For the weekend of April 17-18, 2010

Greetings, this is Josh Tardy, leader of the Republicans in the Maine House. The Legislature wrapped up its work for the year last Monday and a new Legislature will take its place after the November elections. The 124th left town with a lot of accomplishments under its belt. Perhaps the one with the greatest impact on Maine residents was the state budget, which is now $800 million smaller that the last budget. That marks the first time in nearly 40 years that a state budget has declined from year to year. The effects will be felt far and wide – from schools and town halls to the MaineCare program. No one likes drastic cuts, but the Legislature had no choice. Tax revenues are down by $1 billion over the last 18 months. By law the budget must be balanced, and tax hikes at a time like this were out of the question.

When the next Legislature convenes, it will face a similar financial challenge. With the end of the stimulus program and heavy investment losses in the pension fund for retired teachers and state workers, they may need to cut another $1 billion or more. That’s about one-fifth of state spending. Needless to say, it will be a grueling experience for those intrepid souls who step up to perform a vital civic duty by serving in the Legislature. I wish them well.

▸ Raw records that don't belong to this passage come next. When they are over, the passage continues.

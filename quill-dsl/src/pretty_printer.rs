//! Pretty-printer for Quill documents
//!
//! Turns an AST back into source text. Parsing the output yields a tree that
//! is structurally equal (ignoring spans) to the input tree.

use crate::lexer::is_plain_identifier;
use crate::parser::ast::*;
use crate::parser::parser::escapable_len;
use quill_core::number_to_string;

/// Pretty-print a document back to source form.
pub fn pretty_print(document: &Document) -> String {
    let mut output = String::new();
    print_nodes(&document.nodes, false, &mut output);
    let has_config = matches!(document.nodes.first(), Some(Node::Config(_)));
    if !has_config && output.trim_start().starts_with("---") {
        // Leading dashes in text must not read as front matter.
        output.insert_str(0, "{{!-- --}}");
    }
    output
}

/// Print one expression with the minimum parentheses needed to keep its
/// structure.
pub fn print_expression(expression: &Expression) -> String {
    let mut output = String::new();
    write_expression(expression, &mut output);
    output
}

// ============================================================================
// TEMPLATE NODES
// ============================================================================

/// `closed` is set when a block or tag closer follows the last node.
fn print_nodes(nodes: &[Node], closed: bool, output: &mut String) {
    for (i, node) in nodes.iter().enumerate() {
        let markup_follows = match nodes.get(i + 1) {
            None => closed,
            Some(Node::Text { .. } | Node::Fence(_)) => false,
            Some(_) => true,
        };
        print_node(node, markup_follows, output);
    }
}

fn print_node(node: &Node, markup_follows: bool, output: &mut String) {
    match node {
        Node::Config(config) => {
            output.push_str("---\n");
            if !config.raw.is_empty() {
                output.push_str(&config.raw);
                output.push('\n');
            }
            output.push_str("---");
        }
        Node::Text { value, .. } => output.push_str(&escape_text(value, markup_follows)),
        Node::Expression { expression, .. } => {
            output.push_str("{{ ");
            write_expression(expression, output);
            output.push_str(" }}");
        }
        Node::If(block) => {
            for (i, branch) in block.branches.iter().enumerate() {
                output.push_str(if i == 0 { "{{#if " } else { "{{:else if " });
                write_expression(&branch.test, output);
                output.push_str("}}");
                print_nodes(&branch.children, true, output);
            }
            if let Some(alternate) = &block.alternate {
                output.push_str("{{:else}}");
                print_nodes(alternate, true, output);
            }
            output.push_str("{{/if}}");
        }
        Node::Each(block) => {
            output.push_str("{{#each ");
            write_expression(&block.iterable, output);
            output.push_str(" as ");
            output.push_str(&block.item);
            if let Some(index) = &block.index {
                output.push_str(", ");
                output.push_str(index);
            }
            output.push_str("}}");
            print_nodes(&block.body, true, output);
            if let Some(alternate) = &block.alternate {
                output.push_str("{{:else}}");
                print_nodes(alternate, true, output);
            }
            output.push_str("{{/each}}");
        }
        Node::Element(element) => {
            output.push('<');
            output.push_str(element.name.as_str());
            for attribute in &element.attributes {
                output.push(' ');
                output.push_str(&attribute.name);
                match &attribute.value {
                    AttributeValue::Flag => {}
                    AttributeValue::Literal(value) => {
                        let quote = if value.contains('"') { '\'' } else { '"' };
                        output.push('=');
                        output.push(quote);
                        output.push_str(value);
                        output.push(quote);
                    }
                    AttributeValue::Expression(expression) => {
                        output.push_str("={{ ");
                        write_expression(expression, output);
                        output.push_str(" }}");
                    }
                }
            }
            if element.self_closing && element.children.is_empty() {
                output.push_str(" />");
            } else {
                output.push('>');
                print_nodes(&element.children, true, output);
                output.push_str("</");
                output.push_str(element.name.as_str());
                output.push('>');
            }
        }
        Node::Fence(fence) => output.push_str(&fence.raw()),
    }
}

/// Re-escape `{{` and known tag openers inside literal text. Backslashes
/// right before markup are doubled so they stay literal.
fn escape_text(value: &str, markup_follows: bool) -> String {
    let mut escaped = String::with_capacity(value.len());
    let mut rest = value;
    while let Some(c) = rest.chars().next() {
        if c == '\\' {
            let run = rest.len() - rest.trim_start_matches('\\').len();
            let after = &rest[run..];
            let before_markup = if after.is_empty() {
                markup_follows
            } else {
                escapable_len(after).is_some()
            };
            escaped.push_str(&rest[..run]);
            if before_markup {
                escaped.push_str(&rest[..run]);
            }
            rest = after;
            continue;
        }
        if let Some(len) = escapable_len(rest) {
            escaped.push('\\');
            escaped.push_str(&rest[..len]);
            rest = &rest[len..];
            continue;
        }
        escaped.push(c);
        rest = &rest[c.len_utf8()..];
    }
    escaped
}

// ============================================================================
// EXPRESSIONS
// ============================================================================

const ASSIGNMENT: u8 = 2;
const UNARY: u8 = 16;
const MEMBER: u8 = 18;

fn write_expression(expression: &Expression, output: &mut String) {
    match expression {
        Expression::Literal { value, .. } => write_literal(value, output),
        Expression::Identifier { name, .. } => output.push_str(name),
        Expression::Array { elements, .. } => {
            output.push('[');
            write_elements(elements, output);
            output.push(']');
        }
        Expression::Object { properties, .. } => {
            if properties.is_empty() {
                output.push_str("{}");
                return;
            }
            output.push_str("{ ");
            for (i, property) in properties.iter().enumerate() {
                if i > 0 {
                    output.push_str(", ");
                }
                match property {
                    Property::KeyValue { key, value } => {
                        match key {
                            PropertyKey::Named(name) if is_property_name(name) => {
                                output.push_str(name)
                            }
                            PropertyKey::Named(name) => write_string(name, output),
                            PropertyKey::Computed(key) => {
                                output.push('[');
                                write_operand(key, ASSIGNMENT, output);
                                output.push(']');
                            }
                        }
                        output.push_str(": ");
                        write_operand(value, ASSIGNMENT, output);
                    }
                    Property::Spread(value) => {
                        output.push_str("...");
                        write_operand(value, ASSIGNMENT, output);
                    }
                }
            }
            output.push_str(" }");
        }
        Expression::Sequence { expressions, .. } => {
            for (i, item) in expressions.iter().enumerate() {
                if i > 0 {
                    output.push_str(", ");
                }
                write_operand(item, ASSIGNMENT, output);
            }
        }
        Expression::Logical {
            operator,
            left,
            right,
            ..
        } => {
            let precedence = expression.precedence();
            write_logical_operand(*operator, left, precedence, output);
            output.push(' ');
            output.push_str(operator.as_str());
            output.push(' ');
            write_logical_operand(*operator, right, precedence + 1, output);
        }
        Expression::Binary {
            operator,
            left,
            right,
            ..
        } => {
            let precedence = operator.precedence();
            if *operator == BinaryOperator::Exp {
                // Right associative, and a bare unary may not be its base.
                let needs_parens = left.precedence() <= precedence
                    || matches!(**left, Expression::Unary { .. });
                write_wrapped(left, needs_parens, output);
                output.push_str(" ** ");
                write_operand(right, precedence, output);
            } else {
                write_operand(left, precedence, output);
                output.push(' ');
                output.push_str(operator.as_str());
                output.push(' ');
                write_operand(right, precedence + 1, output);
            }
        }
        Expression::Unary {
            operator, argument, ..
        } => {
            output.push_str(operator.as_str());
            let mut operand = String::new();
            write_operand(argument, UNARY, &mut operand);
            let needs_space = match operator {
                UnaryOperator::Typeof | UnaryOperator::Void => true,
                UnaryOperator::Minus => operand.starts_with('-'),
                UnaryOperator::Plus => operand.starts_with('+'),
                UnaryOperator::Not | UnaryOperator::BitNot => false,
            };
            if needs_space {
                output.push(' ');
            }
            output.push_str(&operand);
        }
        Expression::Update {
            operator,
            prefix,
            argument,
            ..
        } => {
            if *prefix {
                output.push_str(operator.as_str());
                write_operand(argument, UNARY, output);
            } else {
                write_operand(argument, MEMBER, output);
                output.push_str(operator.as_str());
            }
        }
        Expression::Assignment {
            operator,
            target,
            value,
            ..
        } => {
            write_operand(target, MEMBER, output);
            output.push(' ');
            output.push_str(operator.as_str());
            output.push(' ');
            write_operand(value, ASSIGNMENT, output);
        }
        Expression::Member {
            object,
            property,
            optional,
            ..
        } => {
            write_callee(object, output);
            match property {
                MemberProperty::Named(name) => {
                    output.push_str(if *optional { "?." } else { "." });
                    output.push_str(name);
                }
                MemberProperty::Computed(property) => {
                    if *optional {
                        output.push_str("?.");
                    }
                    output.push('[');
                    write_expression(property, output);
                    output.push(']');
                }
            }
        }
        Expression::Conditional {
            test,
            consequent,
            alternate,
            ..
        } => {
            write_operand(test, 4, output);
            output.push_str(" ? ");
            write_operand(consequent, ASSIGNMENT, output);
            output.push_str(" : ");
            write_operand(alternate, ASSIGNMENT, output);
        }
        Expression::Call {
            callee,
            arguments,
            optional,
            ..
        } => {
            write_callee(callee, output);
            if *optional {
                output.push_str("?.");
            }
            output.push('(');
            write_elements(arguments, output);
            output.push(')');
        }
        Expression::Chain { expression, .. } => write_expression(expression, output),
    }
}

/// Write `operand`, parenthesised if it binds looser than `min_precedence`.
fn write_operand(operand: &Expression, min_precedence: u8, output: &mut String) {
    write_wrapped(operand, operand.precedence() < min_precedence, output);
}

fn write_wrapped(operand: &Expression, parens: bool, output: &mut String) {
    if parens {
        output.push('(');
        write_expression(operand, output);
        output.push(')');
    } else {
        write_expression(operand, output);
    }
}

/// `??` cannot share an unparenthesised operand with `||` or `&&`.
fn write_logical_operand(
    parent: LogicalOperator,
    operand: &Expression,
    min_precedence: u8,
    output: &mut String,
) {
    let mixes = match operand {
        Expression::Logical { operator, .. } => {
            (parent == LogicalOperator::Nullish) != (*operator == LogicalOperator::Nullish)
        }
        _ => false,
    };
    write_wrapped(
        operand,
        mixes || operand.precedence() < min_precedence,
        output,
    );
}

/// Object of a member access or callee of a call.
fn write_callee(object: &Expression, output: &mut String) {
    let needs_parens = match object {
        // `(a?.b).c` must not extend the optional chain.
        Expression::Chain { .. } => true,
        Expression::Literal {
            value: Literal::Number(_),
            ..
        } => true,
        other => other.precedence() < MEMBER,
    };
    write_wrapped(object, needs_parens, output);
}

fn write_elements(elements: &[ArrayElement], output: &mut String) {
    for (i, element) in elements.iter().enumerate() {
        if i > 0 {
            output.push_str(", ");
        }
        if let ArrayElement::Spread(_) = element {
            output.push_str("...");
        }
        write_operand(element.expression(), ASSIGNMENT, output);
    }
}

fn write_literal(literal: &Literal, output: &mut String) {
    match literal {
        Literal::Undefined => output.push_str("undefined"),
        Literal::Null => output.push_str("null"),
        Literal::Bool(b) => output.push_str(if *b { "true" } else { "false" }),
        Literal::Number(n) => output.push_str(&number_to_string(*n)),
        Literal::String(s) => write_string(s, output),
    }
}

fn write_string(s: &str, output: &mut String) {
    output.push('"');
    for c in s.chars() {
        match c {
            '"' => output.push_str("\\\""),
            '\\' => output.push_str("\\\\"),
            '\n' => output.push_str("\\n"),
            '\r' => output.push_str("\\r"),
            '\t' => output.push_str("\\t"),
            c if c.is_control() => output.push_str(&format!("\\u{{{:x}}}", c as u32)),
            c => output.push(c),
        }
    }
    output.push('"');
}

fn is_property_name(name: &str) -> bool {
    is_plain_identifier(name)
        || matches!(
            name,
            "true" | "false" | "null" | "undefined" | "typeof" | "void" | "in"
        )
}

During the final days before we left Augusta, most of the attention fell on the unexpected demand by the majority party for yet another round of bonds. In all the commotion, another unfortunate development was overlooked. When you consider Maine’s economic plight, you might think legislators would take advantage of any federal programs that would bring more funding into our state. But on April 7th, the majority party instead took action that could cost us up to $235 million. They did so by voting to sabotage one of Governor Baldacci’s most important school reform bills. The damage was done by a poison pill amendment to LD 1799 by Senator Justin Alfond, a Portland Democrat. It’s no accident that the Maine Education Association – the teachers’ union – was very much on the scene as these events unfolded.

Through the Race to the Top program and other reform initiatives, the Obama Administration is putting serious money in play. The idea is to pit states against each other to enact bold and meaningful education reform to expand school choice and improve quality. No one would argue that Maine’s public schools don’t need improvement. Nearly one quarter of our students drop out before finishing high school. Our annual spending per student of more than $11,000 is among the highest in the country, yet our test results are not impressive. With the kind of money we are investing, our kids should be in the top ranks of the nation. Unfortunately, they are not.

The governor put forth three bills designed to get Maine into the Race to the Top sweepstakes. If our reforms are judged significant enough to make a real difference, we stand to receive as much as $75 million. Through other funding titles, possibly including a revamped No Child Left Behind program, we have an additional $160 million on the line.

One of the governor’s bills, LD 1799, would have allowed school systems to use student achievement scores in teacher evaluations, but only if the local school district and local teachers agreed to do so. Holding teachers more accountable for student performance is a bedrock principle of President Obama’s criteria for funding decisions. It might be the most important factor. The Baldacci bill did the bare minimum to qualify.

But Senator Alfond and his union cheerleaders were not about to empower school districts to develop their own teacher evaluation systems. They ripped out the guts of a bill intended to remove obstacles from local school officials and instead imposed even more. It amounts to a striking assault on local control. The Alfond amendment prohibits the use of any teacher evaluation program not sanctioned by a committee of five unelected defenders of the status quo, operating out of Augusta. The committee includes the teachers’ union, of course, but nobody representing parents, taxpayers, the higher education community or business leaders. We’re talking about in-your-face power politics.

The Democrats passed this bill despite overwhelming opposition from school superintendents. They also ignored an opinion from the Attorney General’s office, warning that the Alfond amendment could prevent Maine from even applying for a Race to the Top grant. The possibility of getting $75 million would go down the drain. It’s too bad this sad spectacle didn’t get more coverage in the Maine media. It would have given taxpayers a glimpse into what happens when one party controls the state Legislature for more than 30 years.